→ **The problem**
For the word "trim", state the number of lines in the data that contain it, and nothing else.

Stored items from a collection
::::::::::

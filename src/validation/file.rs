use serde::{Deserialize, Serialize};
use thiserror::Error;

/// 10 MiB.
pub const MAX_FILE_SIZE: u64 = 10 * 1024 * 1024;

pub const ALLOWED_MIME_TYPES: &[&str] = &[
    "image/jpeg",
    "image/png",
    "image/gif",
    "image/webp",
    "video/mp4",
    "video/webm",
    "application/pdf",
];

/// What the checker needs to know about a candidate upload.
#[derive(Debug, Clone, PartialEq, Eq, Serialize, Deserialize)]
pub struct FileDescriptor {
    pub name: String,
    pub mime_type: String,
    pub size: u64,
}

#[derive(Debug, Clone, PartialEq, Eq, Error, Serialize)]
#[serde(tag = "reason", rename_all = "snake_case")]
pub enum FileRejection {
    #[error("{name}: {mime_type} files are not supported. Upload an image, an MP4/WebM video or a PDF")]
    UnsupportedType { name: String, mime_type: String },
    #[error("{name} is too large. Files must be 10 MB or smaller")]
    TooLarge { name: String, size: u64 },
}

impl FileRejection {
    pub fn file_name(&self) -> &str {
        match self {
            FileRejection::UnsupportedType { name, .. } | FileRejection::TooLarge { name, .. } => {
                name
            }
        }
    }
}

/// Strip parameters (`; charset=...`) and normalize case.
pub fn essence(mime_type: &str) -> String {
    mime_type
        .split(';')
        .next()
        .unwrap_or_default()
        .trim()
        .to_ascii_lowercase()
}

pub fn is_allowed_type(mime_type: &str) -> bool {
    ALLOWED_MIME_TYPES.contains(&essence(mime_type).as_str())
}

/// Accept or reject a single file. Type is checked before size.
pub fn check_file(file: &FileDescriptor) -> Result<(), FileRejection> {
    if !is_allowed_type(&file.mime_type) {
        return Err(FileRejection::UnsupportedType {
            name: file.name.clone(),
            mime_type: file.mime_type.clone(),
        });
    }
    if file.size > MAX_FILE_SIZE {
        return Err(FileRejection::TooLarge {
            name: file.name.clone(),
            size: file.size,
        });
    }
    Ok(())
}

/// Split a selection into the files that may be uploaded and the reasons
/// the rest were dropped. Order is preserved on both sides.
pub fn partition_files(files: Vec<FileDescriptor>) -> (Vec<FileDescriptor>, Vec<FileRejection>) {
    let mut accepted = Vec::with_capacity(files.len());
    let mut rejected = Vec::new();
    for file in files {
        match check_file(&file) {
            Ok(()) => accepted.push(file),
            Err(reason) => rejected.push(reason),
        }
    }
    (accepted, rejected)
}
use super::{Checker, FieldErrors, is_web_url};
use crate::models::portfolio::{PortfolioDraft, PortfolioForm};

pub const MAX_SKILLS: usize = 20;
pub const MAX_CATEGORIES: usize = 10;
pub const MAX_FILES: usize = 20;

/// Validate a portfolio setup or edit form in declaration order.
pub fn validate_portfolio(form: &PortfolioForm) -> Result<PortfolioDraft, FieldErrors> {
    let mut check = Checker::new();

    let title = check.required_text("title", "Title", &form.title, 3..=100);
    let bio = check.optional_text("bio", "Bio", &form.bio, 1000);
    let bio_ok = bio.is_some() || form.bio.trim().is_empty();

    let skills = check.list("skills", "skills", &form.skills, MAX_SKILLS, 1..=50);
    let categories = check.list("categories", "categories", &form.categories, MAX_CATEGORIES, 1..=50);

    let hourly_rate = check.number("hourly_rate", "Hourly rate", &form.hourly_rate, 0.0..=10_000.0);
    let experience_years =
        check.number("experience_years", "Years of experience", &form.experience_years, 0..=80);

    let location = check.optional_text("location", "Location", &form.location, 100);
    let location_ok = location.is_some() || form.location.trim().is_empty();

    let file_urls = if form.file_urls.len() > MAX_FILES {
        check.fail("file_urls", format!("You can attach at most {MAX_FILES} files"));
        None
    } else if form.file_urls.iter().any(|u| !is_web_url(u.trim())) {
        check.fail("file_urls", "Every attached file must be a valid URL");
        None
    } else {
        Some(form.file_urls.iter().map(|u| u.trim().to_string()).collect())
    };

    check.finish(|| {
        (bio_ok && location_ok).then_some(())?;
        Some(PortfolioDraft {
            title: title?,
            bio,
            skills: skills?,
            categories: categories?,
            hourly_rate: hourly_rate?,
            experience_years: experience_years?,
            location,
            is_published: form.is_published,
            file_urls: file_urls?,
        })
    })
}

::::::::::

→ **Output below**
5